The refrain "God is cruel" is repeated throughout the novel. (It is also a motif King used in The Green Mile. Narrator Paul Edgecombe, recalling the random death of his wife in a bus accident, states that when we tell God, "I don't understand", God says, "I don't care.")

While David Carver may be a little self-conscious about praying in front of people, King has no such hang-ups about portraying Carver's beliefs. He presents his religious themes without a shred of irony or condescension. As Kev notes: "The persuasive, straightforward narrative does not equivocate on the subject of religion, much as prior books do not equivocate on the paranormal or supernatural; King simply asserts, and the reader chooses whether to accept."

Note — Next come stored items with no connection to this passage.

//! Collision detection for SpaceJam scene objects, built on Rapier3D.

pub mod collision_world;

pub use collision_world::*;

// Re-export common Rapier types
pub use rapier3d::prelude::ColliderHandle;
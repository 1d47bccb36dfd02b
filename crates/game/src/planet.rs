//! Planets and the solar system container.

use engine_core::{AssetError, Loader, NodeId, SceneGraph, Vec3, Vec4};
use physics::{ColliderShape, CollisionWorld};

use crate::model_collider::ModelCollider;

/// Shared prototype model all planets start from.
pub const PLANET_MODEL: &str = "planets/proto_planet.obj";
/// Geometric-pattern texture used by most planets.
pub const GEOM_PATTERNS_TEXTURE: &str = "planets/geom_patterns.png";
/// Texture for the BBQ planet.
pub const BBQ_TEXTURE: &str = "planets/bbq.png";

/// Sphere-collided planet. The collider is authored at unit size so it
/// tracks the node when the planet is placed and scaled.
pub struct Planet {
    composite: ModelCollider,
}

impl Planet {
    /// Build a planet from `model_path`, placed and uniformly scaled.
    pub fn new(
        loader: &Loader,
        scene: &mut SceneGraph,
        collision: &mut CollisionWorld,
        model_path: &str,
        parent: NodeId,
        name: &str,
        position: Vec3,
        scale: f32,
    ) -> Result<Self, AssetError> {
        let composite = ModelCollider::new(
            loader,
            scene,
            collision,
            model_path,
            parent,
            name,
            ColliderShape::Sphere { radius: 1.0 },
        )?;
        // Position and scale go on the shared node so the collider stays
        // matched to the visual.
        composite.set_position(scene, position);
        composite.set_uniform_scale(scene, scale);
        Ok(Self { composite })
    }

    pub fn node(&self) -> NodeId {
        self.composite.node()
    }

    /// Tint the planet's subtree.
    pub fn set_color_tint(&self, scene: &mut SceneGraph, tint: Vec4) {
        self.composite.set_color_tint(scene, tint);
    }

    /// Swap the planet's texture.
    pub fn replace_texture(
        &mut self,
        loader: &Loader,
        texture_path: &str,
    ) -> Result<(), AssetError> {
        self.composite.replace_texture(loader, texture_path)
    }
}

/// Container of the named planets in the universe: Sun, Mercury, and BBQ.
pub struct SolarSystem {
    node: NodeId,
    pub sun: Planet,
    pub mercury: Planet,
    pub bbq: Planet,
}

impl SolarSystem {
    /// Build every planet under a "Solar System" node parented to `parent`.
    pub fn new(
        loader: &Loader,
        scene: &mut SceneGraph,
        collision: &mut CollisionWorld,
        parent: NodeId,
    ) -> Result<Self, AssetError> {
        let node = scene.attach(parent, "Solar System");

        let mut sun = Planet::new(
            loader, scene, collision, PLANET_MODEL, node, "Sun", Vec3::ZERO, 20.0,
        )?;
        sun.replace_texture(loader, GEOM_PATTERNS_TEXTURE)?;

        let mut mercury = Planet::new(
            loader,
            scene,
            collision,
            PLANET_MODEL,
            node,
            "Mercury",
            Vec3::new(30.0, 20.0, 10.0),
            7.0,
        )?;
        mercury.replace_texture(loader, GEOM_PATTERNS_TEXTURE)?;
        mercury.set_color_tint(scene, Vec4::new(1.0, 0.75, 0.75, 1.0));

        let mut bbq = Planet::new(
            loader,
            scene,
            collision,
            PLANET_MODEL,
            node,
            "BBQ",
            Vec3::new(50.0, 40.0, 30.0),
            14.0,
        )?;
        bbq.replace_texture(loader, BBQ_TEXTURE)?;

        Ok(Self {
            node,
            sun,
            mercury,
            bbq,
        })
    }

    pub fn node(&self) -> NodeId {
        self.node
    }
}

King also makes scriptural allusions throughout the novel, either to Biblical passages or events. One of the more obvious: David finds a small bag of sardines and crackers while the group is hiding out in the town's abandoned movie theater. The bag gets passed around and there is, like the loaves and the fishes, more than enough food for everyone.

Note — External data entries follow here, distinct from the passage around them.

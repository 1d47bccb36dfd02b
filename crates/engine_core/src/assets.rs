//! Asset loading: models and textures resolved against an assets root.
//!
//! Loading only validates that the file exists and has a format the engine
//! understands; a missing asset is a programming or packaging error and is
//! fatal to whoever asked for it.

use std::path::{Path, PathBuf};

use thiserror::Error;

/// Errors produced while loading assets. These are unrecoverable for callers.
#[derive(Debug, Error)]
pub enum AssetError {
    #[error("asset not found: {0}")]
    NotFound(PathBuf),
    #[error("unsupported asset format: {0}")]
    UnsupportedFormat(PathBuf),
}

/// Handle to a loaded model, with its optional texture override.
#[derive(Debug, Clone)]
pub struct Model {
    path: PathBuf,
    texture: Option<Texture>,
}

impl Model {
    /// Path the model was loaded from.
    pub fn path(&self) -> &Path {
        &self.path
    }

    /// Texture currently applied over the model's own materials, if any.
    pub fn texture(&self) -> Option<&Texture> {
        self.texture.as_ref()
    }

    /// Replace the texture applied to this model.
    pub fn set_texture(&mut self, texture: Texture) {
        self.texture = Some(texture);
    }
}

/// Handle to a loaded texture.
#[derive(Debug, Clone)]
pub struct Texture {
    path: PathBuf,
}

impl Texture {
    /// Path the texture was loaded from.
    pub fn path(&self) -> &Path {
        &self.path
    }
}

const MODEL_EXTENSIONS: &[&str] = &["obj", "gltf", "glb"];
const TEXTURE_EXTENSIONS: &[&str] = &["png", "jpg", "jpeg"];

/// Loads models and textures from paths relative to an assets root.
pub struct Loader {
    root: PathBuf,
}

impl Loader {
    /// Create a loader rooted at `root`.
    pub fn new(root: impl Into<PathBuf>) -> Self {
        Self { root: root.into() }
    }

    /// The assets root all relative paths resolve against.
    pub fn root(&self) -> &Path {
        &self.root
    }

    /// Load a model from a path relative to the assets root.
    pub fn load_model(&self, relative: &str) -> Result<Model, AssetError> {
        let path = self.resolve(relative, MODEL_EXTENSIONS)?;
        Ok(Model {
            path,
            texture: None,
        })
    }

    /// Load a texture from a path relative to the assets root.
    pub fn load_texture(&self, relative: &str) -> Result<Texture, AssetError> {
        let path = self.resolve(relative, TEXTURE_EXTENSIONS)?;
        Ok(Texture { path })
    }

    fn resolve(&self, relative: &str, extensions: &[&str]) -> Result<PathBuf, AssetError> {
        let path = self.root.join(relative);
        let known = path
            .extension()
            .and_then(|e| e.to_str())
            .is_some_and(|e| extensions.iter().any(|x| e.eq_ignore_ascii_case(x)));
        if !known {
            return Err(AssetError::UnsupportedFormat(path));
        }
        if !path.is_file() {
            return Err(AssetError::NotFound(path));
        }
        Ok(path)
    }
}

One of the book's main characters is Johnny Marinville, a famous writer and recovering alcoholic. He is riding his motorcycle across the country (something King did to promote his novel Insomnia) in the hopes of gaining inspiration for his next book. Marinville's interactions with Tom Billingsley, one of Desperation's town drunks, afford King the opportunity (as he has in many of his novels in the late 80s and 90s) to write a bit about addiction:
Except, in the last five years or so, it had come to seem less and less like a thirst than an itch, as if he had contracted some awful form of poison ivy - a kind that affected one's brain instead of one's skin.
Next: The Regulators (as Richard Bachman).

2 comments:

laura k said...

"King simply asserts"

Bad writing 101.

laura k said...

In case my comment was unclear, I feel Stephen King often gets away with egregiously bad writing.